MPs say Parliament is taking a cue from Gov. Gen. Michaëlle Jean, who triggered a global controversy last May by eating seal meat while on a visit to Nunavut in a show of support for Inuit culture.
The parliamentary restaurant is one of the gems on Parliament Hill. Its alabaster columns vault toward a ceiling spiked with several domes. The spectacular view of the Ottawa River is available only to ministers, MPs, journalists and others who work on the Hill.
Members of the public can only enter the restaurant as guests of those holding a parliamentary pass.
Jean chose a more down-to-earth venue when she sliced and ate a raw seal heart from a carcass that had been laid out on the floor at a Rankin Inlet community festival on Hudson Bay.
Liberal, Conservative and New Democrat MPs say the addition of seal meat to the menu in the exclusive parliamentary restaurant will also be a significant boost for sealers battling a European Union ban on their products.
"The sealers will be able to say, 'This is legal in Canada. We follow the legal process. Parliament Hill serves seal meat, and members of Parliament and senators eat seal meat'," said Liberal MP Marcel Proulx, a member of the powerful all-party board that oversees Commons budgets and bylaws.
The head of a lobby group in Newfoundland and Labrador welcomed the move with enthusiasm.
'Wonderful gesture'
"I think it's a wonderful gesture," said Frank Pinhorn, executive director of the Canadian Sealers' Association.
"I commend the federal government or whoever is involved in it. I think it's a real demonstration of support for Canadian culture, and I think it's long overdue."
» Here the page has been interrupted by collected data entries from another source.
impl SyliusClient {
    /// Create a new shop API client.
    #[must_use]
    pub fn new(config: &SyliusConfig) -> Self {
        Self {
            inner: Arc::new(SyliusClientInner {
                client: reqwest::Client::new(),
                endpoint: config.endpoint(),
            }),
        }
    }

    /// Issue one request against the upstream API.
    async fn request(
        &self,
        method: Method,
        path: &str,
        payload: Option<&Value>,
    ) -> Result<ApiResponse, SyliusError> {
        let url = format!("{}{path}", self.inner.endpoint);

        let mut request = self
            .inner
            .client
            .request(method, &url)
            .header("Content-Type", "application/json")
            .header("Accept", "application/json");

        if let Some(payload) = payload {
            request = request.json(payload);
        }

        let response = request.send().await?;
        let status = response.status();
        let text = response.text().await?;

        decode_response(status, &text)
    }

    // =========================================================================
    // Product Methods
    // =========================================================================

    /// Get a list of products, optionally filtered by free text and sorted.
    ///
    /// # Errors
    ///
    /// Returns an error if the API request fails.
    #[instrument(skip(self))]
    pub async fn get_products(
        &self,
        query: Option<String>,
        sort_key: Option<ProductSortKey>,
        reverse: bool,
    ) -> Result<Vec<Product>, SyliusError> {
        self.search_products(ProductQuery {
            query,
            collection: None,
            sort_key,
            reverse,
        })
        .await
    }

    /// Get the products of a collection, with the same sort semantics as
    /// [`Self::get_products`].
    ///
    /// # Errors
    ///
    /// Returns an error if the API request fails.
    #[instrument(skip(self), fields(collection = %collection))]
    pub async fn get_collection_products(
        &self,
        collection: &str,
        sort_key: Option<ProductSortKey>,
        reverse: bool,
    ) -> Result<Vec<Product>, SyliusError> {
        self.search_products(ProductQuery {
            query: None,
            collection: Some(collection.to_string()),
            sort_key,
            reverse,
        })
        .await
    }

    async fn search_products(&self, params: ProductQuery) -> Result<Vec<Product>, SyliusError> {
        let response = self
            .request(Method::GET, &params.search_path(), None)
            .await?;
        let products: Vec<SyliusProduct> = serde_json::from_value(response.body)?;
        Ok(products.into_iter().map(normalize_product).collect())
    }

    /// Get a single product by its slug.
    ///
    /// # Errors
    ///
    /// Returns `NotFound` if the slug is unknown upstream, or another error
    /// if the API request fails.
    #[instrument(skip(self), fields(slug = %slug))]
    pub async fn get_product(&self, slug: &str) -> Result<Product, SyliusError> {
        let response = self
            .request(Method::GET, &format!("/products-by-slug/{slug}"), None)
            .await
            .map_err(|e| not_found(e, || format!("Product not found: {slug}")))?;
        let product: SyliusProduct = serde_json::from_value(response.body)?;
        Ok(normalize_product(product))
    }

    /// Product recommendations. The upstream has no recommendations
    /// endpoint; always empty, no request is made.
    #[must_use]
    pub fn get_product_recommendations(&self) -> Vec<Product> {
        Vec::new()
    }

    // =========================================================================
    // Collection Methods
    // =========================================================================

    /// Get all collections (upstream taxons).
    ///
    /// # Errors
    ///
    /// Returns an error if the API request fails.
    #[instrument(skip(self))]
    pub async fn get_collections(&self) -> Result<Vec<Collection>, SyliusError> {
        let response = self.request(Method::GET, "/taxons", None).await?;
        let taxons: Vec<SyliusTaxon> = serde_json::from_value(response.body)?;
        Ok(taxons.into_iter().map(normalize_collection).collect())
    }

    /// Get a single collection by its taxon code.
    ///
    /// # Errors
    ///
    /// Returns `NotFound` if the code is unknown upstream, or another error
    /// if the API request fails.
    #[instrument(skip(self), fields(code = %code))]
    pub async fn get_collection(&self, code: &str) -> Result<Collection, SyliusError> {
        let response = self
            .request(Method::GET, &format!("/taxons/{code}"), None)
            .await
            .map_err(|e| not_found(e, || format!("Collection not found: {code}")))?;
        let taxon: SyliusTaxon = serde_json::from_value(response.body)?;
        Ok(normalize_collection(taxon))
    }

    // =========================================================================
    // Cart Methods
    // =========================================================================

    /// Open a new cart.
    ///
    /// # Errors
    ///
    /// Returns an error if the API request fails.
    #[instrument(skip(self))]
    pub async fn create_cart(&self) -> Result<Cart, SyliusError> {
        let payload = json!({ "localeCode": CART_LOCALE });
        let response = self.request(Method::POST, "/orders", Some(&payload)).await?;
        let order: SyliusOrder = serde_json::from_value(response.body)?;
        Ok(normalize_cart(order))
    }

    /// Get an existing cart.
    ///
    /// # Errors
    ///
    /// Returns `NotFound` if the cart id is unknown upstream, or another
    /// error if the API request fails.
    #[instrument(skip(self), fields(cart_id = %cart_id))]
    pub async fn get_cart(&self, cart_id: &str) -> Result<Cart, SyliusError> {
        let response = self
            .request(Method::GET, &format!("/orders/{cart_id}"), None)
            .await
            .map_err(|e| not_found(e, || format!("Cart not found: {cart_id}")))?;
        let order: SyliusOrder = serde_json::from_value(response.body)?;
        Ok(normalize_cart(order))
    }

    /// Add an item to a cart and return the updated cart.
    ///
    /// # Errors
    ///
    /// Returns an error if the API request fails or the upstream reports
    /// validation errors (unknown variant, bad quantity, ...).
    #[instrument(skip(self, item), fields(cart_id = %cart_id))]
    pub async fn add_to_cart(
        &self,
        cart_id: &str,
        item: &CartItemInput,
    ) -> Result<Cart, SyliusError> {
        let payload = serde_json::to_value(item)?;
        let response = self
            .request(Method::PUT, &format!("/orders/{cart_id}/items"), Some(&payload))
            .await?;
        let order: SyliusOrder = serde_json::from_value(response.body)?;
        Ok(normalize_cart(order))
    }

    /// Remove an item from a cart and return the updated cart.
    ///
    /// The delete answers 204 with no body, so the cart is re-read after the
    /// mutation.
    ///
    /// # Errors
    ///
    /// Returns an error if either request fails.
    #[instrument(skip(self), fields(cart_id = %cart_id, item_id = %item_id))]
    pub async fn remove_from_cart(
        &self,
        cart_id: &str,
        item_id: &str,
    ) -> Result<Cart, SyliusError> {
        self.request(
            Method::DELETE,
            &format!("/orders/{cart_id}/items/{item_id}"),
            None,
        )
        .await?;
        self.get_cart(cart_id).await
    }

    /// Change the quantity of a cart item and return the updated cart.
    ///
    /// # Errors
    ///
    /// Returns an error if either request fails or the upstream reports
    /// validation errors.
    #[instrument(skip(self), fields(cart_id = %cart_id, item_id = %item_id))]
    pub async fn update_cart(
        &self,
        cart_id: &str,
        item_id: &str,
        quantity: i64,
    ) -> Result<Cart, SyliusError> {
        let payload = json!({ "quantity": quantity });
        self.request(
            Method::PUT,
            &format!("/orders/{cart_id}/items/{item_id}"),
            Some(&payload),
        )
        .await?;
        self.get_cart(cart_id).await
    }

    // =========================================================================
    // Site Methods (static, no upstream source)
    // =========================================================================

    /// Content pages are not served by the upstream API; always empty.
    #[must_use]
    pub fn get_pages(&self) -> Vec<Page> {
        Vec::new()
    }

    /// Content pages are not served by the upstream API; always `None`.
    #[must_use]
    pub fn get_page(&self, _handle: &str) -> Option<Page> {
        None
    }

    /// Static navigation menu; not sourced from upstream.
    #[must_use]
    pub fn get_menu(&self) -> Vec<MenuItem> {
        vec![MenuItem {
            title: "All".to_string(),
            path: "/search".to_string(),
        }]
    }
}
Two East Coast MPs, Conservative Gerald Keddy and New Democrat Yvon Godin, also embraced the measure as a positive step, each saying they have eaten seal meat and believe it should be promoted by Parliament.
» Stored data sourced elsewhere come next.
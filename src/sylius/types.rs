//! Storefront domain types for the Sylius shop API.
//!
//! These types are the storefront's internal shape, separate from the raw
//! upstream DTOs in the REST layer. Upstream fields that are absent stay
//! absent here (`Option`/empty) - no completeness validation is performed.

use serde::{Deserialize, Serialize};

// =============================================================================
// Money Types
// =============================================================================

/// Monetary amount with currency code.
///
/// The amount is a decimal string rendered from the upstream's minor units
/// (cents), preserving precision.
#[derive(Debug, Clone, PartialEq, Eq, Serialize, Deserialize)]
pub struct Money {
    /// Decimal amount as string (e.g., "10.00").
    pub amount: String,
    /// ISO 4217 currency code.
    pub currency_code: String,
}

/// Price range for a product.
#[derive(Debug, Clone, PartialEq, Eq, Serialize, Deserialize)]
pub struct PriceRange {
    /// Minimum price among all variants.
    pub min_variant_price: Money,
    /// Maximum price among all variants.
    pub max_variant_price: Money,
}

// =============================================================================
// Image / SEO Types
// =============================================================================

/// Product image.
#[derive(Debug, Clone, Serialize, Deserialize)]
pub struct Image {
    /// Image URL or media path as reported by the upstream.
    pub url: String,
    /// Alt text for accessibility.
    pub alt_text: Option<String>,
}

/// SEO metadata.
#[derive(Debug, Clone, Serialize, Deserialize)]
pub struct Seo {
    /// Page title for search engines.
    pub title: Option<String>,
    /// Meta description.
    pub description: Option<String>,
}

// =============================================================================
// Product Types
// =============================================================================

/// A purchasable variant of a product.
#[derive(Debug, Clone, Serialize, Deserialize)]
pub struct ProductVariant {
    /// Variant code (pass to cart operations).
    pub id: String,
    /// Display name.
    pub title: String,
    /// Whether the variant can be added to a cart.
    pub available_for_sale: bool,
    /// Variant price.
    pub price: Money,
}

/// A normalized storefront product.
#[derive(Debug, Clone, Serialize, Deserialize)]
pub struct Product {
    /// Stable product identifier.
    pub id: String,
    /// URL slug.
    pub handle: String,
    /// Display name.
    pub title: String,
    /// Plain-text description.
    pub description: String,
    /// HTML description (the upstream serves one body for both).
    pub description_html: String,
    /// Whether any variant can be purchased.
    pub available_for_sale: bool,
    /// Price range across variants.
    pub price_range: PriceRange,
    /// Purchasable variants.
    pub variants: Vec<ProductVariant>,
    /// First image, when the upstream reports any.
    pub featured_image: Option<Image>,
    /// All images.
    pub images: Vec<Image>,
    /// SEO metadata.
    pub seo: Seo,
    /// Tags (the upstream has no equivalent; always empty).
    pub tags: Vec<String>,
    /// Last modification timestamp, verbatim from upstream.
    pub updated_at: Option<String>,
}

// =============================================================================
// Collection Types
// =============================================================================

/// A normalized collection (upstream taxon).
#[derive(Debug, Clone, Serialize, Deserialize)]
pub struct Collection {
    /// URL slug.
    pub handle: String,
    /// Display name.
    pub title: String,
    /// Plain-text description.
    pub description: String,
    /// SEO metadata.
    pub seo: Seo,
    /// Storefront route for this collection (e.g., `/search/t-shirts`).
    pub path: String,
    /// Last modification timestamp, when the upstream reports one.
    pub updated_at: Option<String>,
}

// =============================================================================
// Cart Types
// =============================================================================

/// Line item input for cart mutations.
#[derive(Debug, Clone, Serialize, Deserialize)]
#[serde(rename_all = "camelCase")]
pub struct CartItemInput {
    /// Variant code to add.
    pub variant_code: String,
    /// Quantity to add.
    pub quantity: i64,
}

/// Cost breakdown for a cart.
#[derive(Debug, Clone, Serialize, Deserialize)]
pub struct CartCost {
    /// Item subtotal before taxes and shipping.
    pub subtotal_amount: Money,
    /// Grand total.
    pub total_amount: Money,
    /// Total taxes.
    pub total_tax_amount: Money,
}

/// One line of a cart.
#[derive(Debug, Clone, Serialize, Deserialize)]
pub struct CartLine {
    /// Upstream order item id (pass to remove/update operations).
    pub id: String,
    /// Quantity on this line.
    pub quantity: i64,
    /// Line total.
    pub cost: Money,
    /// Title of the product on this line, when the upstream embeds it.
    pub product_title: Option<String>,
    /// Handle of the product on this line, when the upstream embeds it.
    pub product_handle: Option<String>,
}

/// A normalized cart (upstream order in the cart state).
#[derive(Debug, Clone, Serialize, Deserialize)]
pub struct Cart {
    /// Cart identifier (order token, falling back to the numeric id).
    pub id: String,
    /// Upstream checkout state (e.g., "cart").
    pub checkout_state: Option<String>,
    /// Line items.
    pub lines: Vec<CartLine>,
    /// Sum of line quantities.
    pub total_quantity: i64,
    /// Cost breakdown.
    pub cost: CartCost,
}

// =============================================================================
// Site Types
// =============================================================================

/// A navigation menu entry.
#[derive(Debug, Clone, PartialEq, Eq, Serialize, Deserialize)]
pub struct MenuItem {
    /// Display label.
    pub title: String,
    /// Storefront route.
    pub path: String,
}

/// A static content page.
#[derive(Debug, Clone, Serialize, Deserialize)]
pub struct Page {
    /// URL slug.
    pub handle: String,
    /// Display title.
    pub title: String,
    /// Page body.
    pub body: String,
    /// Short summary.
    pub body_summary: String,
    /// SEO metadata.
    pub seo: Seo,
    /// Creation timestamp.
    pub created_at: Option<String>,
    /// Last modification timestamp.
    pub updated_at: Option<String>,
}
"Awesome," Keddy said when he learned of the development Tuesday.
"I think it's a great show of support for Canadian sealers and the seal industry.
"Plus, as an East Coaster, I've eaten seal a number of times. My preference is ringed seal out of the High Arctic. That is the tastiest of them all. Next to that, the grey seal is fine, not a thing wrong with that."
Proulx said Bloc Québécois MP Michel Guimond suggested adding seal to the menu, but the board had to handle the matter delicately since it cannot dictate chef Judson Simpson's menu on behalf of all MPs and senators.
"We made sure that he got the message through the sergeant-at-arms (former RCMP superintendent Kevin Vickers), that he (Simpson) could choose what he wanted, and we had no objection to him choosing seal meat for the menu," said Proulx. He noted other exotic meat, such as bison, is already on the menu.
'It's a meat, but it's got sort of an overtaste from the marine environment, either the herring or the mackerel.'— Frank Pinhorn, Canadian Sealers' Association
Seal meat is regularly on the table for many residents of Newfoundland and Labrador, said Pinhorn.
"We hunt it, and we have seal meat in our diet," he said. Seal meat processors must be licensed and inspected by government.
"If you're familiar with farm animals and fish in the ocean, it's almost in between. It's a meat, but it's got sort of an overtaste from the marine environment, either the herring or the mackerel," he said.
Jean's gesture was strongly criticized in Europe but sparked a boost in sales of seal snacks in restaurants serving the delicacy in cities such as Montreal.
The Sea Shepherd Conservation Society, which has campaigned against the hunt for seal pelts, did not appear open to the idea of Parliament's support for seal as a food.
"That's going to be full of toxins," said a staff member at the society's headquarters in Washington state.